El lugar era el cortijo de Menguillán en 1962, cuando Juan José Blanco tenía trece años. La recogida se hacía entre los meses de Julio y Agosto. Juan recuerda: “había dos cuadrillas, salíamos del cortijo  a las 8:30 o 9:00 de la mañana, en un remolque, para el tajo. La jornada duraba hasta las 19:00 aproximadamente, con poco más de 45 minutos para comer, después si se descansaba algo, se hacía a la sombra de la saca de algodón. El trabajo era a tarea, te pagaban los kilos recolectados. El primer año no conseguí llegar a los 100 y el segundo alcancé los 120…” En esta fotografía con un grupo grande de cogedores, Juan me señala,  al fondo y en el centro, al aguaó montado en un mulo: “…por cierto el agua estaba bastante caliente”.

Juan describe la forma de trabajo: “…llevábamos un saco atado a la cintura, donde se echaba el algodón. Cada uno, o cada familia identificaba sus sacas, con iniciales o marcas, las sacas se situaban en el centro de la hilada, lo que permitía echar lo que se recogía en cada media vuelta. El algodón había que prensarlo un poco en la saca, para conseguir el mayor peso posible, lo que suponía un trabajo importante a la hora de trasladarla cuando estaban casi llenas, sobre todo para los más pequeños.
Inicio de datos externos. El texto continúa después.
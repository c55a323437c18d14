pub mod config;
pub mod session;

pub use config::{
    AnnotateConfig, AnnotateStyle, AppConfig, LimitsConfig, MatchingConfig, RegionConfig,
    WeightsConfig,
};
pub use session::{Selection, Session};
Una vez finalizada la jornada, José el aperaó procedía  al pesado de las citadas sacas en el cortijo…”

El descanso de 45 minutos antes citado se utilizaba logicamente para comer. El plato cotidiano era el gazpacho, que Juan comparte con sus primas. En la foto podemos apreciar lo bien preparados que iban los algodoneros para la lucha con el sol: un amplio sombrero de paja y un pañuelo debajo para el sudor; manga larga y pantalones debajo de las faldas.
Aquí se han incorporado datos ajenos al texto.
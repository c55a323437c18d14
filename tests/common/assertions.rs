//! Assertion helpers for tests.

use axum::http::StatusCode;
use pretty_assertions::assert_eq;

use super::app::TestResponse;

/// Assert response has expected status code
pub fn assert_status(response: &TestResponse, expected: StatusCode) {
    assert_eq!(
        response.status,
        expected,
        "Expected status {}, got {}. Body: {}",
        expected,
        response.status,
        response.text()
    );
}

/// Assert response is OK (200)
pub fn assert_ok(response: &TestResponse) {
    assert_status(response, StatusCode::OK);
}

/// Assert response is a valid PNG image
pub fn assert_png(response: &TestResponse) {
    assert_ok(response);
    assert!(
        response.is_png(),
        "Expected PNG image, got {} bytes starting with {:?}",
        response.body.len(),
        &response.body[..8.min(response.body.len())]
    );

    // Check Content-Type header
    let content_type = response
        .headers
        .get("content-type")
        .and_then(|v| v.to_str().ok());
    assert_eq!(
        content_type,
        Some("image/png"),
        "Expected Content-Type: image/png"
    );
}

/// Assert JSON error body carries the expected status field
pub fn assert_json_status(response: &TestResponse, expected_status: u16) {
    let json: serde_json::Value = response.json();
    assert_eq!(
        json["status"].as_u64(),
        Some(expected_status as u64),
        "Expected JSON status {}, got {:?}. Full response: {}",
        expected_status,
        json["status"],
        serde_json::to_string_pretty(&json).unwrap()
    );
    assert!(json["error"].is_string(), "Expected error message");
}

/// Assert a region response declined to select and return its outcome
pub fn assert_no_region(response: &TestResponse) -> String {
    assert_ok(response);
    let json: serde_json::Value = response.json();

    assert_eq!(json["found"], false, "Expected no region: {json}");
    assert_eq!(json["rect"]["width"], 0);
    assert_eq!(json["rect"]["height"], 0);
    json["outcome"].as_str().unwrap().to_string()
}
Juan completa sus recuerdos agrícolas: “La siembra se llevaba a cabo en el mes de abril o primero de mayo y el terreno tenía que estar húmedo. Esta labor era habitual  que la hicieran los jóvenes. La semilla se echaba en agua la tarde antes, para que se ablandara y facilitara la germinación. Los agricultores pequeños utilizaban una yunta de mulos, para abrir los surcos para las hileras.  La separación entre una hilera y otra, era aproximadamente de 80 cm y entre una mata y otra a la medida de un paso. Se echaban  cinco o seis semillas, las cuales se pisaban para que se incrustaran en la tierra húmeda  del surco y posteriormente se tapaba con la reja del arado. Si el terreno estaba húmedo estaba asegurada la germinación. Cuando la planta alcanzaba una altura de aproximadamente ocho o diez cm se retiraban los pies más pequeños, dejando los dos más grandes por mata. Esto se llamaba  castrar… Este trabajo lo hacían los muchachos, ya que había que ir agachado. Lo hice muchas veces en la vega de Carmona, pero recuerdo haber castrado algodón, donde actualmente está la barriada de la Paz… Una vez arrancadas las matas se quemaban o se podía hacer cisco con ellas, para el brasero o la copa, procurando que no le quedara ninguna porra de algodón ya que producía humos.  Este cisco era de peor calidad que el obtenido en la limpia de los olivos.”

Y concluye: “El trabajo era duro, ya que la postura era incómoda. En los dedos te salían repelos. Hacía mucho calor y tenias que arrastrar el saco durante todo el día. El agua era mala y además caliente… Evidentemente todo esto se soportaba por la juventud de la mayoría. Lo positivo: el buen compañerismo.”